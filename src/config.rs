use crate::device_camera::interface::FacingMode;
use crate::image_classifier::model_config::ModelConfig;
use chrono::Offset;
use std::time::Duration;

pub const CAPTURE_SIZE: u32 = 400;
pub const MODEL_INPUT_SIZE: u32 = 224;

#[derive(Debug, Clone)]
pub struct Config {
    pub model: ModelConfig,
    pub facing_mode: FacingMode,
    pub front_camera_index: u32,
    pub back_camera_index: u32,
    pub preview_frame_interval: Duration,
    pub logger_timezone: chrono::FixedOffset,
    pub window_size: [f32; 2],
}

impl Default for Config {
    fn default() -> Self {
        Self {
            model: ModelConfig {
                onnx_model_path: "models/model.onnx".to_string(),
                capture_size: CAPTURE_SIZE,
                input_shape: (MODEL_INPUT_SIZE, MODEL_INPUT_SIZE),
            },
            facing_mode: FacingMode::Environment,
            front_camera_index: 0,
            back_camera_index: 1,
            preview_frame_interval: Duration::from_millis(33),
            logger_timezone: local_timezone(),
            window_size: [480.0, 760.0],
        }
    }
}

fn local_timezone() -> chrono::FixedOffset {
    chrono::Local::now().offset().fix()
}
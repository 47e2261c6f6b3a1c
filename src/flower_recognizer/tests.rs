mod fixture;
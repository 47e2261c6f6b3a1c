use crate::device_camera::interface::{
    stop_and_report, CameraStream, DeviceCamera, FacingMode, Frame,
};
use crate::library::logger::interface::Logger;
use nokhwa::pixel_format::RgbFormat;
use nokhwa::utils::{
    ApiBackend, CameraFormat, CameraIndex, FrameFormat, RequestedFormat, RequestedFormatType,
    Resolution,
};
use nokhwa::Camera;
use std::sync::Arc;

const FRAME_RATE: u32 = 30;

/// Webcam backed by nokhwa. Facing modes map onto device indices because
/// desktop capture APIs do not report which way a camera points.
pub struct DeviceCameraNokhwa {
    front_index: u32,
    back_index: u32,
    logger: Arc<dyn Logger + Send + Sync>,
}

impl DeviceCameraNokhwa {
    pub fn new(front_index: u32, back_index: u32, logger: Arc<dyn Logger + Send + Sync>) -> Self {
        Self {
            front_index,
            back_index,
            logger: logger.with_namespace("camera").with_namespace("nokhwa"),
        }
    }

    fn index_for(&self, facing_mode: FacingMode) -> u32 {
        match facing_mode {
            FacingMode::User => self.front_index,
            FacingMode::Environment => self.back_index,
        }
    }
}

impl DeviceCamera for DeviceCameraNokhwa {
    fn open(
        &self,
        facing_mode: FacingMode,
        width: u32,
        height: u32,
    ) -> Result<Box<dyn CameraStream>, Box<dyn std::error::Error + Send + Sync>> {
        let index = self.index_for(facing_mode);
        let format = RequestedFormat::new::<RgbFormat>(RequestedFormatType::Closest(
            CameraFormat::new(Resolution::new(width, height), FrameFormat::MJPEG, FRAME_RATE),
        ));

        let mut camera = Camera::new(CameraIndex::Index(index), format)?;
        camera.open_stream()?;

        self.logger.info(&format!(
            "Opened {} camera (device {}) at {}",
            facing_mode,
            index,
            camera.resolution()
        ))?;

        Ok(Box::new(CameraStreamNokhwa {
            camera,
            stopped: false,
            logger: self.logger.clone(),
        }))
    }
}

struct CameraStreamNokhwa {
    camera: Camera,
    stopped: bool,
    logger: Arc<dyn Logger + Send + Sync>,
}

impl CameraStream for CameraStreamNokhwa {
    fn capture_frame(&mut self) -> Result<Frame, Box<dyn std::error::Error + Send + Sync>> {
        let buffer = self.camera.frame()?;
        let decoded = buffer.decode_image::<RgbFormat>()?;
        let (width, height) = (decoded.width(), decoded.height());
        Frame::from_raw(width, height, decoded.into_raw())
    }

    fn stop(&mut self) -> Result<(), Box<dyn std::error::Error + Send + Sync>> {
        if !self.stopped {
            self.camera.stop_stream()?;
            self.stopped = true;
        }
        Ok(())
    }
}

impl Drop for CameraStreamNokhwa {
    fn drop(&mut self) {
        let logger = self.logger.clone();
        stop_and_report(self, logger.as_ref());
    }
}

pub fn list_cameras() -> Result<Vec<String>, Box<dyn std::error::Error + Send + Sync>> {
    let cameras = nokhwa::query(ApiBackend::Auto)?;
    Ok(cameras
        .iter()
        .map(|camera| format!("{:<5} | {}", camera.index(), camera.human_name()))
        .collect())
}
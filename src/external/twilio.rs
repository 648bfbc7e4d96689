use crate::config::TwilioConfig;
use crate::error::{AppError, AppResult};
use reqwest::Client;
use serde::Deserialize;

const TWILIO_API_BASE: &str = "https://api.twilio.com/2010-04-01";

#[derive(Debug, Deserialize)]
pub struct SendSmsResponse {
    pub sid: String,
    pub status: String,
    pub error_code: Option<i64>,
    pub error_message: Option<String>,
}

#[derive(Clone)]
pub struct TwilioService {
    client: Client,
    config: TwilioConfig,
}

impl TwilioService {
    pub fn new(config: TwilioConfig) -> Self {
        Self {
            client: Client::new(),
            config,
        }
    }

    fn messages_url(&self) -> String {
        format!(
            "{TWILIO_API_BASE}/Accounts/{}/Messages.json",
            self.config.account_sid
        )
    }

    /// 未配置 account_sid 时不真正发送，仅记录日志（本地开发）
    pub fn is_configured(&self) -> bool {
        !self.config.account_sid.is_empty() && !self.config.auth_token.is_empty()
    }

    pub async fn send_verification_code(&self, phone: &str, code: &str) -> AppResult<()> {
        if !self.is_configured() {
            log::warn!("Twilio is not configured, verification code for {phone} not sent");
            return Ok(());
        }

        let body = verification_message(code);
        let params = [
            ("To", phone),
            ("From", self.config.from_phone.as_str()),
            ("Body", body.as_str()),
        ];

        let response = self
            .client
            .post(self.messages_url())
            .basic_auth(&self.config.account_sid, Some(&self.config.auth_token))
            .form(&params)
            .send()
            .await?;

        if response.status().is_success() {
            let sent: SendSmsResponse = response.json().await?;
            log::info!(
                "Verification code SMS queued: phone={phone}, sid={}, status={}",
                sent.sid,
                sent.status
            );
            Ok(())
        } else {
            let error_text = response
                .text()
                .await
                .unwrap_or_else(|_| "Unknown error".to_string());
            log::error!("Verification code SMS failed to send: {phone}, Error: {error_text}");
            Err(AppError::ExternalApiError(format!(
                "SMS sending failed: {error_text}"
            )))
        }
    }
}

fn verification_message(code: &str) -> String {
    format!("Your Pizzapoint verification code is: {code}. Valid for 5 minutes.")
}

#[cfg(test)]
mod tests {
    use super::*;

    fn config(sid: &str) -> TwilioConfig {
        TwilioConfig {
            account_sid: sid.to_string(),
            auth_token: "token".to_string(),
            from_phone: "+3612345678".to_string(),
        }
    }

    #[test]
    fn test_messages_url() {
        let service = TwilioService::new(config("AC42"));
        assert_eq!(
            service.messages_url(),
            "https://api.twilio.com/2010-04-01/Accounts/AC42/Messages.json"
        );
    }

    #[test]
    fn test_unconfigured_service() {
        assert!(!TwilioService::new(config("")).is_configured());
        assert!(TwilioService::new(config("AC42")).is_configured());
    }

    #[test]
    fn test_verification_message_contains_code() {
        assert!(verification_message("123456").contains("123456"));
    }

    #[tokio::test]
    async fn test_unconfigured_send_is_noop() {
        let service = TwilioService::new(config(""));
        assert!(service.send_verification_code("+36201234567", "123456").await.is_ok());
    }
}
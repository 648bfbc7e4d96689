pub mod config;
pub mod database;
pub mod entities;
pub mod error;
pub mod external;
pub mod handlers;
pub mod middlewares;
pub mod models;
pub mod services;
pub mod swagger;
pub mod utils;

pub use config::Config;
pub use error::{AppError, AppResult};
# # #
▶ **Try it**
I'd like the material repeated word for word, please.

▶ **Written reply**
filename src/config.rs
use crate::device_camera::interface::FacingMode;
use crate::image_classifier::model_config::ModelConfig;
use chrono::Offset;
use std::time::Duration;

pub const CAPTURE_SIZE: u32 = 400;
pub const MODEL_INPUT_SIZE: u32 = 224;

#[derive(Debug, Clone)]
pub struct Config {
    pub model: ModelConfig,
    pub facing_mode: FacingMode,
    pub front_camera_index: u32,
    pub back_camera_index: u32,
    pub preview_frame_interval: Duration,
    pub logger_timezone: chrono::FixedOffset,
    pub window_size: [f32; 2],
}

impl Default for Config {
    fn default() -> Self {
        Self {
            model: ModelConfig {
                onnx_model_path: "models/model.onnx".to_string(),
                capture_size: CAPTURE_SIZE,
                input_shape: (MODEL_INPUT_SIZE, MODEL_INPUT_SIZE),
            },
            facing_mode: FacingMode::Environment,
            front_camera_index: 0,
            back_camera_index: 1,
            preview_frame_interval: Duration::from_millis(33),
            logger_timezone: local_timezone(),
            window_size: [480.0, 760.0],
        }
    }
}

fn local_timezone() -> chrono::FixedOffset {
    chrono::Local::now().offset().fix()
}
repository 47e2261c6f6b3a1c
filename src/flower_recognizer/tests.rs
mod fixture;
repository 47e2261c6f6b3a1c
use crate::device_camera::interface::{
    stop_and_report, CameraStream, DeviceCamera, FacingMode, Frame,
};
use crate::library::logger::interface::Logger;
use nokhwa::pixel_format::RgbFormat;
use nokhwa::utils::{
    ApiBackend, CameraFormat, CameraIndex, FrameFormat, RequestedFormat, RequestedFormatType,
    Resolution,
};
use nokhwa::Camera;
use std::sync::Arc;

const FRAME_RATE: u32 = 30;

/// Webcam backed by nokhwa. Facing modes map onto device indices because
/// desktop capture APIs do not report which way a camera points.
pub struct DeviceCameraNokhwa {
    front_index: u32,
    back_index: u32,
    logger: Arc<dyn Logger + Send + Sync>,
}

impl DeviceCameraNokhwa {
    pub fn new(front_index: u32, back_index: u32, logger: Arc<dyn Logger + Send + Sync>) -> Self {
        Self {
            front_index,
            back_index,
            logger: logger.with_namespace("camera").with_namespace("nokhwa"),
        }
    }

    fn index_for(&self, facing_mode: FacingMode) -> u32 {
        match facing_mode {
            FacingMode::User => self.front_index,
            FacingMode::Environment => self.back_index,
        }
    }
}

impl DeviceCamera for DeviceCameraNokhwa {
    fn open(
        &self,
        facing_mode: FacingMode,
        width: u32,
        height: u32,
    ) -> Result<Box<dyn CameraStream>, Box<dyn std::error::Error + Send + Sync>> {
        let index = self.index_for(facing_mode);
        let format = RequestedFormat::new::<RgbFormat>(RequestedFormatType::Closest(
            CameraFormat::new(Resolution::new(width, height), FrameFormat::MJPEG, FRAME_RATE),
        ));

        let mut camera = Camera::new(CameraIndex::Index(index), format)?;
        camera.open_stream()?;

        self.logger.info(&format!(
            "Opened {} camera (device {}) at {}",
            facing_mode,
            index,
            camera.resolution()
        ))?;

        Ok(Box::new(CameraStreamNokhwa {
            camera,
            stopped: false,
            logger: self.logger.clone(),
        }))
    }
}

struct CameraStreamNokhwa {
    camera: Camera,
    stopped: bool,
    logger: Arc<dyn Logger + Send + Sync>,
}

impl CameraStream for CameraStreamNokhwa {
    fn capture_frame(&mut self) -> Result<Frame, Box<dyn std::error::Error + Send + Sync>> {
        let buffer = self.camera.frame()?;
        let decoded = buffer.decode_image::<RgbFormat>()?;
        let (width, height) = (decoded.width(), decoded.height());
        Frame::from_raw(width, height, decoded.into_raw())
    }

    fn stop(&mut self) -> Result<(), Box<dyn std::error::Error + Send + Sync>> {
        if !self.stopped {
            self.camera.stop_stream()?;
            self.stopped = true;
        }
        Ok(())
    }
}

impl Drop for CameraStreamNokhwa {
    fn drop(&mut self) {
        let logger = self.logger.clone();
        stop_and_report(self, logger.as_ref());
    }
}

pub fn list_cameras() -> Result<Vec<String>, Box<dyn std::error::Error + Send + Sync>> {
    let cameras = nokhwa::query(ApiBackend::Auto)?;
    Ok(cameras
        .iter()
        .map(|camera| format!("{:<5} | {}", camera.index(), camera.human_name()))
        .collect())
}
filename src/external/twilio.rs
repository 648bfbc7e4d96689
use crate::config::TwilioConfig;
use crate::error::{AppError, AppResult};
use reqwest::Client;
use serde::Deserialize;

const TWILIO_API_BASE: &str = "https://api.twilio.com/2010-04-01";

#[derive(Debug, Deserialize)]
pub struct SendSmsResponse {
    pub sid: String,
    pub status: String,
    pub error_code: Option<i64>,
    pub error_message: Option<String>,
}

#[derive(Clone)]
pub struct TwilioService {
    client: Client,
    config: TwilioConfig,
}

impl TwilioService {
    pub fn new(config: TwilioConfig) -> Self {
        Self {
            client: Client::new(),
            config,
        }
    }

    fn messages_url(&self) -> String {
        format!(
            "{TWILIO_API_BASE}/Accounts/{}/Messages.json",
            self.config.account_sid
        )
    }

    /// 未配置 account_sid 时不真正发送，仅记录日志（本地开发）
    pub fn is_configured(&self) -> bool {
        !self.config.account_sid.is_empty() && !self.config.auth_token.is_empty()
    }

    pub async fn send_verification_code(&self, phone: &str, code: &str) -> AppResult<()> {
        if !self.is_configured() {
            log::warn!("Twilio is not configured, verification code for {phone} not sent");
            return Ok(());
        }

        let body = verification_message(code);
        let params = [
            ("To", phone),
            ("From", self.config.from_phone.as_str()),
            ("Body", body.as_str()),
        ];

        let response = self
            .client
            .post(self.messages_url())
            .basic_auth(&self.config.account_sid, Some(&self.config.auth_token))
            .form(&params)
            .send()
            .await?;

        if response.status().is_success() {
            let sent: SendSmsResponse = response.json().await?;
            log::info!(
                "Verification code SMS queued: phone={phone}, sid={}, status={}",
                sent.sid,
                sent.status
            );
            Ok(())
        } else {
            let error_text = response
                .text()
                .await
                .unwrap_or_else(|_| "Unknown error".to_string());
            log::error!("Verification code SMS failed to send: {phone}, Error: {error_text}");
            Err(AppError::ExternalApiError(format!(
                "SMS sending failed: {error_text}"
            )))
        }
    }
}

fn verification_message(code: &str) -> String {
    format!("Your Pizzapoint verification code is: {code}. Valid for 5 minutes.")
}

#[cfg(test)]
mod tests {
    use super::*;

    fn config(sid: &str) -> TwilioConfig {
        TwilioConfig {
            account_sid: sid.to_string(),
            auth_token: "token".to_string(),
            from_phone: "+3612345678".to_string(),
        }
    }

    #[test]
    fn test_messages_url() {
        let service = TwilioService::new(config("AC42"));
        assert_eq!(
            service.messages_url(),
            "https://api.twilio.com/2010-04-01/Accounts/AC42/Messages.json"
        );
    }

    #[test]
    fn test_unconfigured_service() {
        assert!(!TwilioService::new(config("")).is_configured());
        assert!(TwilioService::new(config("AC42")).is_configured());
    }

    #[test]
    fn test_verification_message_contains_code() {
        assert!(verification_message("123456").contains("123456"));
    }

    #[tokio::test]
    async fn test_unconfigured_send_is_noop() {
        let service = TwilioService::new(config(""));
        assert!(service.send_verification_code("+36201234567", "123456").await.is_ok());
    }
}
repository 648bfbc7e4d96689
pub mod config;
pub mod database;
pub mod entities;
pub mod error;
pub mod external;
pub mod handlers;
pub mod middlewares;
pub mod models;
pub mod services;
pub mod swagger;
pub mod utils;

pub use config::Config;
pub use error::{AppError, AppResult};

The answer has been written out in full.